Unlike (1), this one works even if "New York" is replaced by a vector of full state names, e.g. setNames(state.abb, state.name)[c("New York", "Idaho")]
Old post I know, but wanted to throw mine in there. I learned on tidyverse, so for better or worse I avoid base R when possible. I wanted one with DC too, so first I built the crosswalk:
library(tidyverse)
st_crosswalk <- tibble(state = state.name) %>%
bind_cols(tibble(abb = state.abb)) %>%
bind_rows(tibble(state = "District of Columbia", abb = "DC"))
Then I joined it to my data:
left_join(data, st_crosswalk, by = "state")
I found the built-in state.name and state.abb have only 50 states. I got a bigger table (including DC and so on) from online (e.g., this link: http://www.infoplease.com/ipa/A0110468.html) and pasted it to a .csv file named States.csv. I then load states and abbr. from this file instead of using the built-in. The rest is quite similar to #Aniko 's
library(dplyr)
library(stringr)
library(stringdist)
setwd()
# load data
data = c("NY", "New York", "NewYork")
data = toupper(data)
# load state name and abbr.
State.data = read.csv('States.csv')
State = toupper(State.data$State)
Stateabb = as.vector(State.data$Abb)
# match data with state names, misspell of 1 letter is allowed
match = amatch(data, State, maxDist=1)
data[ !is.na(match) ] = Stateabb[ na.omit( match ) ]
There's a small difference between match and amatch in how they calculate the distance from one word to another. See P25-26 here http://cran.r-project.org/doc/contrib/de_Jonge+van_der_Loo-Introduction_to_data_cleaning_with_R.pdf
You can also use base::abbreviate if you don't have US state names. This won't give you equally sized abbreviations unless you increase minlength.
state.name %>% base::abbreviate(minlength = 1)
Here is another way of doing it in case you have more than one state in your data and you want to replace the names with the corresponding abbreviations.
#creating a list of names
states_df <- c("Alabama","California","Nevada","New York",
"Oregon","Texas", "Utah","Washington")
states_df <- as.data.frame(states_df)
The output is
> print(states_df)
states_df
1 Alabama
2 California
3 Nevada
4 New York
5 Oregon
6 Texas
7 Utah
8 Washington
Now using the state.abb function you can easily convert the names into abbreviations, and vice-versa.
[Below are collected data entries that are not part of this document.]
use anyhow::{Context, Result};
use serde::{Deserialize, Serialize};
use std::fs;
use std::path::Path;

#[derive(Debug, Serialize, Deserialize, Clone)]
pub struct Config {
    /// Script file to decompose, relative to the working directory.
    #[serde(default = "default_script")]
    pub script_file: String,

    /// Folder of reference images fed to keyframe generation.
    #[serde(default = "default_references")]
    pub reference_folder: String,

    /// Approved shots are exported here.
    #[serde(default = "default_output")]
    pub output_folder: String,

    pub gemini: GeminiConfig,
}

#[derive(Debug, Serialize, Deserialize, Clone)]
pub struct GeminiConfig {
    /// May be empty; GEMINI_API_KEY takes precedence when set.
    #[serde(default)]
    pub api_key: String,

    #[serde(default = "default_text_model")]
    pub text_model: String,

    #[serde(default = "default_image_model")]
    pub image_model: String,
}

fn default_script() -> String {
    "script.txt".to_string()
}
fn default_references() -> String {
    "references".to_string()
}
fn default_output() -> String {
    "output".to_string()
}
fn default_text_model() -> String {
    "gemini-2.5-pro".to_string()
}
fn default_image_model() -> String {
    "gemini-2.5-flash-image".to_string()
}

impl Config {
    pub fn load() -> Result<Self> {
        let path = Path::new("config.yml");
        if !path.exists() {
            anyhow::bail!("config.yml not found. Please create one.");
        }

        let content = fs::read_to_string(path).context("Failed to read config.yml")?;
        let config: Config =
            serde_yaml_ng::from_str(&content).context("Failed to parse config.yml")?;
        Ok(config)
    }

    pub fn save(&self) -> Result<()> {
        let content = serde_yaml_ng::to_string(self)?;
        fs::write("config.yml", content).context("Failed to write config.yml")?;
        Ok(())
    }

    pub fn ensure_directories(&self) -> Result<()> {
        fs::create_dir_all(&self.reference_folder)?;
        fs::create_dir_all(&self.output_folder)?;
        Ok(())
    }

    /// Effective API key: environment overrides the config file.
    pub fn api_key(&self) -> String {
        std::env::var("GEMINI_API_KEY").unwrap_or_else(|_| self.gemini.api_key.clone())
    }
}

#[cfg(test)]
mod tests {
    use super::*;

    #[test]
    fn test_yaml_round_trip_preserves_api_key() {
        let config = Config {
            script_file: default_script(),
            reference_folder: default_references(),
            output_folder: default_output(),
            gemini: GeminiConfig {
                api_key: "new-key".to_string(),
                text_model: default_text_model(),
                image_model: default_image_model(),
            },
        };

        let yaml = serde_yaml_ng::to_string(&config).unwrap();
        let reloaded: Config = serde_yaml_ng::from_str(&yaml).unwrap();
        assert_eq!(reloaded.gemini.api_key, "new-key");
        assert_eq!(reloaded.script_file, "script.txt");
    }

    #[test]
    fn test_minimal_config_gets_defaults() {
        let yaml = "gemini:\n  api_key: \"abc\"\n";
        let config: Config = serde_yaml_ng::from_str(yaml).unwrap();
        assert_eq!(config.script_file, "script.txt");
        assert_eq!(config.output_folder, "output");
        assert_eq!(config.gemini.text_model, "gemini-2.5-pro");
        assert_eq!(config.gemini.image_model, "gemini-2.5-flash-image");
    }
}
use anyhow::{Context, Result};
use base64::engine::general_purpose::STANDARD as BASE64;
use base64::Engine as _;
use indicatif::ProgressBar;
use inquire::{Select, Text};
use log::info;
use script2storyboard::activity::LogCategory;
use script2storyboard::config::Config;
use script2storyboard::generation::GeminiClient;
use script2storyboard::model::{ReferenceImage, Shot, ShotStatus};
use script2storyboard::pipeline::Pipeline;
use std::fs;
use std::path::Path;
use std::sync::Arc;
use std::time::Duration;

#[tokio::main]
async fn main() -> Result<()> {
    env_logger::init();

    let mut config = match Config::load() {
        Ok(cfg) => cfg,
        Err(e) => {
            eprintln!("Error loading config: {}", e);
            eprintln!("Please ensure 'config.yml' exists with valid Gemini settings.");
            return Err(e);
        }
    };
    config.ensure_directories()?;

    let script = fs::read_to_string(&config.script_file)
        .with_context(|| format!("Failed to read script file: {}", config.script_file))?;
    let references = load_reference_images(&config.reference_folder)?;
    println!("Loaded {} reference image(s).", references.len());

    let mut api_key = config.api_key();
    if api_key.is_empty() {
        api_key = prompt_api_key()?;
        config.gemini.api_key = api_key.clone();
        config.save()?;
        println!("Configuration saved.");
    }

    loop {
        let client = Arc::new(GeminiClient::new(
            &api_key,
            &config.gemini.text_model,
            &config.gemini.image_model,
        ));
        let pipeline = Pipeline::new(client);

        run_with_progress(&pipeline, &script, references.clone()).await?;
        print_activity_log(&pipeline);

        if let Some(err) = pipeline.last_run_error() {
            eprintln!("Error: {}", err.message);
            if err.needs_credentials {
                // Replay the same inputs once the user supplies a new key.
                api_key = prompt_api_key()?;
                config.gemini.api_key = api_key.clone();
                config.save()?;
                println!("Configuration saved.");
                continue;
            }
            let choice = Select::new(
                "Shot list generation failed. What next?",
                vec!["Try again", "Quit"],
            )
            .prompt()?;
            if choice == "Try again" {
                continue;
            }
            return Ok(());
        }

        review_loop(&pipeline).await?;
        export_approved(&pipeline.approved_shots(), &config.output_folder)?;
        return Ok(());
    }
}

/// Runs the pipeline in a background task while rendering live status read
/// from the shot book.
async fn run_with_progress(
    pipeline: &Pipeline,
    script: &str,
    references: Vec<ReferenceImage>,
) -> Result<()> {
    let runner = pipeline.clone();
    let script_owned = script.to_string();
    let handle = tokio::spawn(async move {
        // Run-level failures are held in the pipeline for display.
        let _ = runner.run(&script_owned, references).await;
    });

    let bar = ProgressBar::new_spinner();
    bar.enable_steady_tick(Duration::from_millis(120));
    bar.set_message("Analyzing script to create shot list...");

    while !handle.is_finished() {
        let shots = pipeline.shots();
        if !shots.is_empty() {
            let done = shots
                .iter()
                .filter(|s| {
                    matches!(
                        s.status,
                        ShotStatus::NeedsReview | ShotStatus::Approved | ShotStatus::Failed
                    )
                })
                .count();
            if let Some(current) = shots.iter().find(|s| s.status.is_generating()) {
                bar.set_message(format!(
                    "[{}/{}] {} ({:?})",
                    done,
                    shots.len(),
                    current.id,
                    current.status
                ));
            }
        }
        tokio::time::sleep(Duration::from_millis(150)).await;
    }
    handle.await.context("Generation task panicked")?;
    bar.finish_and_clear();
    info!("Pipeline run finished");
    Ok(())
}

fn print_activity_log(pipeline: &Pipeline) {
    for entry in pipeline.log_entries() {
        let marker = match entry.category {
            LogCategory::Error => "!",
            LogCategory::Success => "+",
            _ => " ",
        };
        println!("[{}] {} {}", entry.timestamp, marker, entry.message);
    }
}

/// Interactive review of generated shots: approve, retry failed or
/// unsatisfying keyframes, or leave the rest for a later run.
async fn review_loop(pipeline: &Pipeline) -> Result<()> {
    loop {
        let pending: Vec<Shot> = pipeline
            .shots()
            .into_iter()
            .filter(|s| matches!(s.status, ShotStatus::NeedsReview | ShotStatus::Failed))
            .collect();
        if pending.is_empty() {
            break;
        }

        let mut options: Vec<String> = pending
            .iter()
            .map(|s| format!("{} [{:?}] {}", s.id, s.status, s.pitch))
            .collect();
        options.push("Done reviewing".to_string());

        // Selection by index; shot ids never round-trip through the
        // rendered labels.
        let selection = Select::new("Select a shot to review:", options).raw_prompt()?;
        if selection.index >= pending.len() {
            break;
        }
        let shot = &pending[selection.index];
        let shot_id = shot.id.clone();

        if let Some(message) = &shot.error_message {
            println!("Last error: {}", message);
        }
        let actions = if shot.status == ShotStatus::Failed {
            vec!["Retry keyframe", "Skip"]
        } else {
            vec!["Approve", "Retry keyframe", "Skip"]
        };
        match Select::new("Action:", actions).prompt()? {
            "Approve" => {
                pipeline.approve(&shot_id)?;
                println!("Approved {}.", shot_id);
            }
            "Retry keyframe" => {
                if let Err(e) = pipeline.retry_image(&shot_id).await {
                    println!("Cannot retry {}: {}", shot_id, e);
                    continue;
                }
                match pipeline.shots().iter().find(|s| s.id == shot_id) {
                    Some(s) if s.status == ShotStatus::NeedsReview => {
                        println!("Keyframe regenerated for {}.", shot_id);
                    }
                    Some(s) => {
                        println!(
                            "Retry failed for {}: {}",
                            shot_id,
                            s.error_message.as_deref().unwrap_or("unknown error")
                        );
                    }
                    None => {}
                }
            }
            _ => {}
        }
    }
    Ok(())
}

/// Writes each approved shot's spec as pretty JSON and its keyframe as a PNG,
/// named by shot id.
fn export_approved(approved: &[Shot], output_folder: &str) -> Result<()> {
    if approved.is_empty() {
        println!("No approved shots to export.");
        return Ok(());
    }

    for shot in approved {
        if let Some(spec) = &shot.spec {
            let spec_path = Path::new(output_folder).join(format!("{}.json", shot.id));
            fs::write(&spec_path, serde_json::to_string_pretty(spec)?)?;
        }
        if let Some(keyframe) = &shot.keyframe {
            let bytes = BASE64
                .decode(keyframe)
                .with_context(|| format!("Invalid keyframe data for shot {}", shot.id))?;
            fs::write(
                Path::new(output_folder).join(format!("{}.png", shot.id)),
                bytes,
            )?;
        }
    }

    println!(
        "Exported {} approved shot(s) to {}",
        approved.len(),
        output_folder
    );
    Ok(())
}

fn prompt_api_key() -> Result<String> {
    let key = Text::new("Enter your Gemini API key:").prompt()?;
    Ok(key.trim().to_string())
}

fn load_reference_images(folder: &str) -> Result<Vec<ReferenceImage>> {
    let mut paths = Vec::new();
    for entry in fs::read_dir(folder)
        .with_context(|| format!("Failed to read reference folder: {}", folder))?
    {
        let path = entry?.path();
        if mime_for_extension(&path).is_some() {
            paths.push(path);
        }
    }
    paths.sort();

    let mut images = Vec::new();
    for path in paths {
        let mime_type = mime_for_extension(&path).unwrap_or_default();
        let bytes =
            fs::read(&path).with_context(|| format!("Failed to read image: {:?}", path))?;
        images.push(ReferenceImage {
            data: BASE64.encode(bytes),
            mime_type,
        });
    }
    Ok(images)
}

fn mime_for_extension(path: &Path) -> Option<String> {
    let ext = path.extension()?.to_str()?.to_lowercase();
    match ext.as_str() {
        "png" => Some("image/png".to_string()),
        "jpg" | "jpeg" => Some("image/jpeg".to_string()),
        "webp" => Some("image/webp".to_string()),
        _ => None,
    }
}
states_df$state_code <- state.abb[match(states_df$states_df, state.name)]
> print(states_df)
states_df state_code
1 Alabama AL
2 California CA
3 Nevada NV
4 New York NY
5 Oregon OR
6 Texas TX
7 Utah UT
8 Washington WA
If matching state names to abbreviations or the other way around is something you have to frequently, you could put Aniko's solution in a function in a .Rprofile or a package:
state_to_st <- function(x){
c(state.abb, 'DC')[match(x, c(state.name, 'District of Columbia'))]
}
st_to_state <- function(x){
c(state.name, 'District of Columbia')[match(x, c(state.abb, 'DC'))]
}
Using that function as a part of a dplyr chain:
enframe(state.name, value = 'state_name') %>%
mutate(state_abbr = state_to_st(state_name))
Related
I have a dataframe with one field that contains geographic names or phrases (locality.curated), and a corresponding field with an abbreviated code for these regions (convert), however not all the abbreviations are filled, some are NA. I want to add abbreviations to the convert field by matching to a key word in locality.curated, but not overwrite the convert field if it is already occupied.
ie:
if convert = NA AND locality curated = "Delaware" then paste "USA" to curated.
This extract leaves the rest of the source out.